Which of the lines below hold the word "core"? Pull each of them out.

(Saved data entries)
........
use serde::{Deserialize, Serialize};
use serde_json::{Map, Value};

use crate::models::SchemaField;

/// Named JSON Schema the provider must answer with.
#[derive(Debug, Clone, PartialEq, Serialize, Deserialize)]
pub struct ResponseSchema {
    pub name: String,
    pub description: String,
    pub schema: Value,
}

impl ResponseSchema {
    /// Builds a closed object schema (every property required, no extra
    /// properties) from a list of fields. Nullable fields accept `null`.
    pub fn object(name: &str, description: &str, fields: &[SchemaField]) -> Self {
        Self {
            name: name.to_string(),
            description: description.to_string(),
            schema: build_object_schema(fields),
        }
    }
}

pub(crate) fn build_object_schema(fields: &[SchemaField]) -> Value {
    let mut properties = Map::new();
    let mut required = Vec::new();

    for field in fields {
        let mut field_schema = Map::new();
        field_schema.insert("description".to_string(), Value::String(field.description.clone()));

        let type_value = if field.nullable {
            Value::Array(vec![
                Value::String(field.field_type.clone()),
                Value::String("null".to_string()),
            ])
        } else {
            Value::String(field.field_type.clone())
        };
        field_schema.insert("type".to_string(), type_value);

        if let Some(enum_values) = &field.enum_values {
            let mut values: Vec<Value> = enum_values.iter().map(|v| Value::String(v.clone())).collect();
            if field.nullable {
                values.push(Value::Null);
            }
            field_schema.insert("enum".to_string(), Value::Array(values));
        }

        properties.insert(field.name.clone(), Value::Object(field_schema));
        required.push(Value::String(field.name.clone()));
    }

    let mut schema = Map::new();
    schema.insert("type".to_string(), Value::String("object".to_string()));
    schema.insert("properties".to_string(), Value::Object(properties));
    schema.insert("required".to_string(), Value::Array(required));
    schema.insert("additionalProperties".to_string(), Value::Bool(false));
    Value::Object(schema)
}
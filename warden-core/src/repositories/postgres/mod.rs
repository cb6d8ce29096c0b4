// src/repositories/postgres/mod.rs

pub mod history;
pub mod group_info;
pub mod user;
pub mod suspicious_message;

pub use history::PostgresHistoryRepository;
pub use group_info::PostgresGroupRepository;
pub use user::PostgresUserRepository;
pub use suspicious_message::PostgresSuspiciousMessageRepository;
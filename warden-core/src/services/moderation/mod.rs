pub mod classifier;
pub mod executor;
pub mod gate;
pub mod judge;
pub mod pipeline;
pub mod prompts;
pub mod repetition;
pub mod tool_router;
pub mod tools;

pub use classifier::Classifier;
pub use executor::{moderation_action, tool_reply_action, ActionExecutor};
pub use judge::Judge;
pub use pipeline::{ModerationPipeline, PipelineOutcome, PipelineState};
pub use tool_router::ToolRouter;
pub use tools::{default_tools, golang_question_tool};
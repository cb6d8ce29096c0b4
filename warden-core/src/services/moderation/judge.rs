// File: warden-core/src/services/moderation/judge.rs

use serde::Deserialize;
use tracing::warn;
use warden_ai::{AiClient, ResponseSchema, SchemaField, StructuredOutput};
use warden_common::models::{AccountAction, ClassificationResult, GroupContext, JudgmentResult, MessageAction};
use warden_common::CapabilityError;

use crate::Error;
use super::prompts::JUDGE_PROMPT;

const SCHEMA_NAME: &str = "moderation_judgment";

#[derive(Debug, Clone, Deserialize)]
#[serde(deny_unknown_fields)]
pub struct JudgeOutput {
    pub account_action: AccountAction,
    pub message_action: MessageAction,
    pub reasoning: String,
    pub message_to_user: Option<String>,
}

impl StructuredOutput for JudgeOutput {
    fn response_schema() -> ResponseSchema {
        ResponseSchema::object(
            SCHEMA_NAME,
            "Stage-2 enforcement decision for a flagged message",
            &[
                SchemaField::one_of("account_action", "What happens to the sender", &["DISMISS", "RESTRICT", "REMOVE", "BAN"]),
                SchemaField::one_of("message_action", "What happens to the message", &["DISMISS", "DELETE"]),
                SchemaField::string("reasoning", "Why this action is proportionate"),
                SchemaField::string("message_to_user", "Notice for the sender, in the sender's language").nullable(),
            ],
        )
    }
}

impl JudgeOutput {
    /// A notice, when present, must say something.
    fn validate(self) -> Result<JudgmentResult, CapabilityError> {
        if let Some(text) = &self.message_to_user {
            if text.trim().is_empty() {
                return Err(CapabilityError::schema_violation(
                    SCHEMA_NAME,
                    "message_to_user",
                    "notice must be non-empty when present",
                ));
            }
        }
        Ok(JudgmentResult {
            account_action: self.account_action,
            message_action: self.message_action,
            reasoning: self.reasoning,
            message_to_user: self.message_to_user,
        })
    }
}

/// Stage-2 decision maker. Only called for non-clean classifications.
#[derive(Clone)]
pub struct Judge {
    ai: AiClient,
}

impl Judge {
    pub fn new(ai: AiClient) -> Self {
        Self { ai }
    }

    pub async fn judge(
        &self,
        message_text: &str,
        sender_name: &str,
        group: &GroupContext,
        classification: &ClassificationResult,
    ) -> Result<JudgmentResult, Error> {
        let analysis = serde_json::to_string_pretty(classification)?;

        let result = self
            .ai
            .invoke::<JudgeOutput>(
                &JUDGE_PROMPT,
                &[
                    ("GROUP_TITLE", group.title.as_str()),
                    ("GROUP_RULES", group.rules_text.as_str()),
                    ("FIRST_NAME", sender_name),
                    ("INPUT", message_text),
                    ("WARDEN_ANALYSIS", analysis.as_str()),
                ],
            )
            .await
            .and_then(JudgeOutput::validate);

        result.map_err(|e| {
            warn!(group_id = group.group_id, category = %classification.category, "Judgment failed: {}", e);
            Error::Judgment(e)
        })
    }
}
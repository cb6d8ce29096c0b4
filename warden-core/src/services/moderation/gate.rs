// File: warden-core/src/services/moderation/gate.rs

use warden_common::models::{AccountAction, ClassificationResult, Decision, JudgmentResult, MessageAction};

use crate::config::GateConfig;

/// The only place classification/judgment output becomes enforcement.
///
/// CLEAN never acts. Otherwise the classifier's confidence, mapped through
/// the configured scale, must reach the floor for its category; below it the
/// decision is suppressed. Above it, DELETE deletes and any account action
/// other than DISMISS notifies.
pub fn decide(
    classification: ClassificationResult,
    judgment: Option<JudgmentResult>,
    gate: &GateConfig,
) -> Decision {
    if classification.is_clean() {
        return Decision::clean(classification);
    }

    let Some(judgment) = judgment else {
        let mut decision = Decision::clean(classification);
        decision.suppressed = Some("no judgment available".to_string());
        return decision;
    };

    let confidence = gate.confidence_scale.map(classification.confidence);
    let floor = gate.floor_for(classification.category);

    if confidence < floor {
        let reason = format!(
            "{} confidence {} ({}) is below the floor {}",
            classification.category, classification.confidence, confidence, floor
        );
        return Decision {
            classification,
            judgment: Some(judgment),
            should_notify: false,
            should_delete: false,
            suppressed: Some(reason),
        };
    }

    let should_delete = judgment.message_action == MessageAction::Delete;
    let should_notify = judgment.account_action != AccountAction::Dismiss;
    Decision {
        classification,
        judgment: Some(judgment),
        should_notify,
        should_delete,
        suppressed: None,
    }
}

#[cfg(test)]
mod tests {
    use super::*;
    use warden_common::models::{Category, Rating, RepetitionSignal};

    fn classification(category: Category, confidence: Rating) -> ClassificationResult {
        ClassificationResult {
            category,
            confidence,
            severity: Rating::Medium,
            evidence: None,
            reasoning: None,
            repetition: RepetitionSignal::default(),
        }
    }

    fn judgment(account: AccountAction, message: MessageAction) -> JudgmentResult {
        JudgmentResult {
            account_action: account,
            message_action: message,
            reasoning: "test".to_string(),
            message_to_user: None,
        }
    }

    #[test]
    fn clean_never_acts() {
        let d = decide(classification(Category::Clean, Rating::High), None, &GateConfig::default());
        assert!(!d.should_delete && !d.should_notify);
        assert!(d.suppressed.is_none());
    }

    #[test]
    fn irrelevant_needs_stricter_confidence() {
        let gate = GateConfig::default();
        let j = judgment(AccountAction::Restrict, MessageAction::Delete);

        let below = decide(classification(Category::IrrelevantToGroup, Rating::Medium), Some(j.clone()), &gate);
        assert!(!below.should_delete && !below.should_notify);
        assert!(below.suppressed.is_some());

        let at = decide(classification(Category::IrrelevantToGroup, Rating::High), Some(j.clone()), &gate);
        assert!(at.should_delete && at.should_notify);

        // same confidence clears the ordinary floor for other categories
        let spam = decide(classification(Category::Spam, Rating::Medium), Some(j), &gate);
        assert!(spam.should_delete && spam.should_notify);
    }

    #[test]
    fn low_confidence_is_suppressed_everywhere() {
        let d = decide(
            classification(Category::Insult, Rating::Low),
            Some(judgment(AccountAction::Ban, MessageAction::Delete)),
            &GateConfig::default(),
        );
        assert!(!d.requires_action());
    }

    #[test]
    fn actions_map_independently() {
        let gate = GateConfig::default();
        let keep_but_warn = decide(
            classification(Category::Flirt, Rating::High),
            Some(judgment(AccountAction::Restrict, MessageAction::Dismiss)),
            &gate,
        );
        assert!(!keep_but_warn.should_delete && keep_but_warn.should_notify);

        let delete_quietly = decide(
            classification(Category::Advertisement, Rating::High),
            Some(judgment(AccountAction::Dismiss, MessageAction::Delete)),
            &gate,
        );
        assert!(delete_quietly.should_delete && !delete_quietly.should_notify);
    }
}
// File: warden-core/src/services/moderation/repetition.rs

use std::collections::HashSet;

use warden_common::models::{HistoryRecord, RepetitionSignal};

/// Token-set similarity at or above which two texts count as the same.
pub const NEAR_DUPLICATE_JACCARD: f64 = 0.8;

/// Lowercases, strips punctuation and collapses whitespace.
pub fn normalize(text: &str) -> String {
    text.chars()
        .map(|c| if c.is_alphanumeric() || c.is_whitespace() { c } else { ' ' })
        .collect::<String>()
        .to_lowercase()
        .split_whitespace()
        .collect::<Vec<_>>()
        .join(" ")
}

fn jaccard(a: &str, b: &str) -> f64 {
    let left: HashSet<&str> = a.split_whitespace().collect();
    let right: HashSet<&str> = b.split_whitespace().collect();
    let union = left.union(&right).count();
    if union == 0 {
        return 0.0;
    }
    left.intersection(&right).count() as f64 / union as f64
}

pub fn is_near_duplicate(a: &str, b: &str) -> bool {
    let (a, b) = (normalize(a), normalize(b));
    if a.is_empty() || b.is_empty() {
        return false;
    }
    a == b || jaccard(&a, &b) >= NEAR_DUPLICATE_JACCARD
}

/// Counts the trailing run of history records (newest backwards) that repeat
/// `current`. `history` is oldest first and holds only the sender's messages.
pub fn detect(current: &str, history: &[HistoryRecord]) -> RepetitionSignal {
    let mut repeated: Vec<String> = history
        .iter()
        .rev()
        .take_while(|r| is_near_duplicate(current, &r.text))
        .map(|r| r.text.clone())
        .collect();
    repeated.reverse();

    RepetitionSignal {
        repeated_count: repeated.len() as u32,
        repeated_texts: repeated,
    }
}

/// Prompt-ready description of the signal.
pub fn describe(signal: &RepetitionSignal) -> String {
    if !signal.is_repetitive() {
        return "No repetition: the message does not repeat the sender's latest messages.".to_string();
    }
    let quoted = signal
        .repeated_texts
        .iter()
        .map(|t| format!("\"{}\"", t))
        .collect::<Vec<_>>()
        .join(", ");
    format!(
        "REPEATED: this message near-duplicates the sender's previous {} consecutive message(s): {}",
        signal.repeated_count, quoted
    )
}

#[cfg(test)]
mod tests {
    use super::*;
    use chrono::Utc;

    fn rec(text: &str) -> HistoryRecord {
        HistoryRecord {
            record_id: 0,
            user_id: 1,
            group_id: 1,
            message_id: None,
            sender_name: "Nima".to_string(),
            text: text.to_string(),
            message_created_at: Utc::now(),
            reply_to_id: None,
            reply_to_text: None,
            inserted_at: Utc::now(),
        }
    }

    #[test]
    fn normalization_ignores_case_and_punctuation() {
        assert_eq!(normalize("  Hello,   HELLO!! hello?"), "hello hello hello");
        assert!(is_near_duplicate("Buy now!!!", "buy now"));
        assert!(!is_near_duplicate("?!", "..."));
    }

    #[test]
    fn counts_only_the_trailing_run() {
        let history = vec![
            rec("hello hello hello"),
            rec("how is everyone"),
            rec("Hello hello hello"),
            rec("hello, hello, hello!"),
        ];
        let signal = detect("hello hello hello", &history);
        assert_eq!(signal.repeated_count, 2);
        assert_eq!(signal.repeated_texts, vec!["Hello hello hello", "hello, hello, hello!"]);
        assert!(describe(&signal).starts_with("REPEATED"));
    }

    #[test]
    fn different_message_breaks_the_run() {
        let history = vec![rec("cheap followers here"), rec("what time is the meetup")];
        let signal = detect("cheap followers here", &history);
        assert!(!signal.is_repetitive());
        assert!(describe(&signal).starts_with("No repetition"));
    }

    #[test]
    fn near_duplicates_need_high_overlap() {
        // 5 shared of 6 distinct tokens
        assert!(is_near_duplicate("join my channel for free crypto", "join my channel for crypto"));
        assert!(!is_near_duplicate("join my channel", "see my channel today"));
    }
}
........
OUTPUT FOR THIS TASK |
filename warden-core/src/repositories/postgres/mod.rs
filename warden-core/src/services/moderation/mod.rs
filename warden-core/src/services/moderation/judge.rs
// File: warden-core/src/services/moderation/judge.rs
filename warden-core/src/services/moderation/gate.rs
// File: warden-core/src/services/moderation/gate.rs
// File: warden-core/src/services/moderation/repetition.rs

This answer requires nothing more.